(Dataset items)
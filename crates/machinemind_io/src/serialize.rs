//! Registry snapshots using `MessagePack`.
//!
//! A snapshot holds a registry's raw records with their storage keys, and
//! the snapshots of every inventory its entries own. Restoring recreates
//! the registry tree under the same names and keys, so references between
//! records keep pointing where they did.

use std::fs::File;
use std::io::{BufReader, BufWriter, Read, Write};
use std::path::Path;

use machinemind_foundation::{EntryType, Error, ErrorKind, RawRecord, Result, StorageKey};
use machinemind_registry::{RegEnv, Registry};
use serde::{Deserialize, Serialize};
use tracing::{debug, warn};

/// Format version written into every snapshot.
pub const SNAPSHOT_VERSION: u32 = 1;

/// One stored record.
#[derive(Debug, Clone, PartialEq, Eq, Serialize, Deserialize)]
pub struct StoredRecord {
    /// Entity kind.
    pub kind: EntryType,
    /// Storage key.
    pub key: StorageKey,
    /// Field data.
    pub raw: RawRecord,
}

/// An inventory and the entry that owns it.
#[derive(Debug, Clone, PartialEq, Eq, Serialize, Deserialize)]
pub struct InventorySnapshot {
    /// Owner kind.
    pub owner_kind: EntryType,
    /// Owner storage key.
    pub owner_key: StorageKey,
    /// The inventory's contents.
    pub registry: RegistrySnapshot,
}

/// The serializable contents of one registry.
#[derive(Debug, Clone, PartialEq, Eq, Serialize, Deserialize)]
pub struct RegistrySnapshot {
    /// Format version.
    pub version: u32,
    /// Registry name.
    pub name: String,
    /// Every record, grouped by kind in kind order.
    pub records: Vec<StoredRecord>,
    /// Inventories owned by this registry's entries.
    pub inventories: Vec<InventorySnapshot>,
}

impl RegistrySnapshot {
    /// Captures `reg` and, recursively, its inventories.
    #[must_use]
    pub fn capture(reg: &Registry) -> Self {
        let records = reg
            .kinds()
            .into_iter()
            .flat_map(|kind| {
                reg.keys(kind).into_iter().filter_map(move |key| {
                    reg.get_raw(kind, &key).map(|raw| StoredRecord { kind, key, raw })
                })
            })
            .collect();
        let inventories = reg
            .inventories()
            .into_iter()
            .map(|(owner_kind, owner_key, inventory)| InventorySnapshot {
                owner_kind,
                owner_key,
                registry: Self::capture(&inventory),
            })
            .collect();
        Self {
            version: SNAPSHOT_VERSION,
            name: reg.name().to_string(),
            records,
            inventories,
        }
    }

    /// Records in this registry and every nested inventory.
    #[must_use]
    pub fn record_count(&self) -> usize {
        self.records.len()
            + self
                .inventories
                .iter()
                .map(|inv| inv.registry.record_count())
                .sum::<usize>()
    }

    /// Recreates the registry tree in `env`.
    ///
    /// # Errors
    ///
    /// `SerializationError` on a version mismatch or if a registry with
    /// the snapshot's name already exists; `DuplicateKey` if the snapshot
    /// repeats a key.
    pub fn restore(&self, env: &RegEnv) -> Result<Registry> {
        self.check_version()?;
        if env.registry(&self.name).is_some() {
            return Err(serialization_error(format!(
                "registry '{}' already exists",
                self.name
            )));
        }
        let reg = env.create_registry(&self.name);
        self.restore_into(&reg)?;
        debug!(registry = reg.name(), records = self.record_count(), "restored snapshot");
        Ok(reg)
    }

    fn restore_into(&self, reg: &Registry) -> Result<()> {
        self.check_version()?;
        for record in &self.records {
            reg.restore_raw(record.kind, record.key.clone(), record.raw.clone())?;
        }
        for inv in &self.inventories {
            let inventory = reg.inventory_for(inv.owner_kind, &inv.owner_key);
            if inventory.name() != inv.registry.name {
                warn!(
                    expected = %inv.registry.name,
                    actual = inventory.name(),
                    "restored inventory under a different name"
                );
            }
            inv.registry.restore_into(&inventory)?;
        }
        Ok(())
    }

    fn check_version(&self) -> Result<()> {
        if self.version == SNAPSHOT_VERSION {
            Ok(())
        } else {
            Err(serialization_error(format!(
                "unsupported snapshot version {} (expected {SNAPSHOT_VERSION})",
                self.version
            )))
        }
    }
}

fn serialization_error(message: impl Into<String>) -> Error {
    Error::new(ErrorKind::SerializationError(message.into()))
}

/// Serializes a registry tree to bytes using `MessagePack` format.
///
/// Uses named serialization to preserve struct field names.
///
/// # Errors
///
/// Returns an error if serialization fails.
pub fn to_bytes(reg: &Registry) -> Result<Vec<u8>> {
    rmp_serde::to_vec_named(&RegistrySnapshot::capture(reg))
        .map_err(|e| serialization_error(e.to_string()))
}

/// Restores a registry tree from `MessagePack` bytes into `env`.
///
/// # Errors
///
/// Returns an error if deserialization or restoring fails.
pub fn from_bytes(env: &RegEnv, bytes: &[u8]) -> Result<Registry> {
    let snapshot: RegistrySnapshot =
        rmp_serde::from_slice(bytes).map_err(|e| serialization_error(e.to_string()))?;
    snapshot.restore(env)
}

/// Saves a registry tree to a file using `MessagePack` format.
///
/// Creates the file if it doesn't exist, or overwrites it if it does.
///
/// # Errors
///
/// Returns an error if the file cannot be created or written to,
/// or if serialization fails.
pub fn save_to_file<P: AsRef<Path>>(reg: &Registry, path: P) -> Result<()> {
    let path = path.as_ref();
    let io_error = |action: &str, e: std::io::Error| {
        Error::new(ErrorKind::IoError(format!(
            "failed to {action} file '{}': {e}",
            path.display()
        )))
    };

    let bytes = to_bytes(reg)?;
    let file = File::create(path).map_err(|e| io_error("create", e))?;
    let mut writer = BufWriter::new(file);
    writer.write_all(&bytes).map_err(|e| io_error("write to", e))?;
    writer.flush().map_err(|e| io_error("flush", e))?;
    Ok(())
}

/// Loads a registry tree from a `MessagePack` file into `env`.
///
/// # Errors
///
/// Returns an error if the file cannot be read or if deserialization fails.
pub fn load_from_file<P: AsRef<Path>>(env: &RegEnv, path: P) -> Result<Registry> {
    let path = path.as_ref();
    let file = File::open(path).map_err(|e| {
        Error::new(ErrorKind::IoError(format!(
            "failed to open file '{}': {e}",
            path.display()
        )))
    })?;

    let mut reader = BufReader::new(file);
    let mut bytes = Vec::new();
    reader.read_to_end(&mut bytes).map_err(|e| {
        Error::new(ErrorKind::IoError(format!(
            "failed to read file '{}': {e}",
            path.display()
        )))
    })?;

    from_bytes(env, &bytes)
}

# EXERCISE
Copy each line of the records that contains the word "BufWriter".

# RESPONSE AREA
use std::io::{BufReader, BufWriter, Read, Write};
    let mut writer = BufWriter::new(file);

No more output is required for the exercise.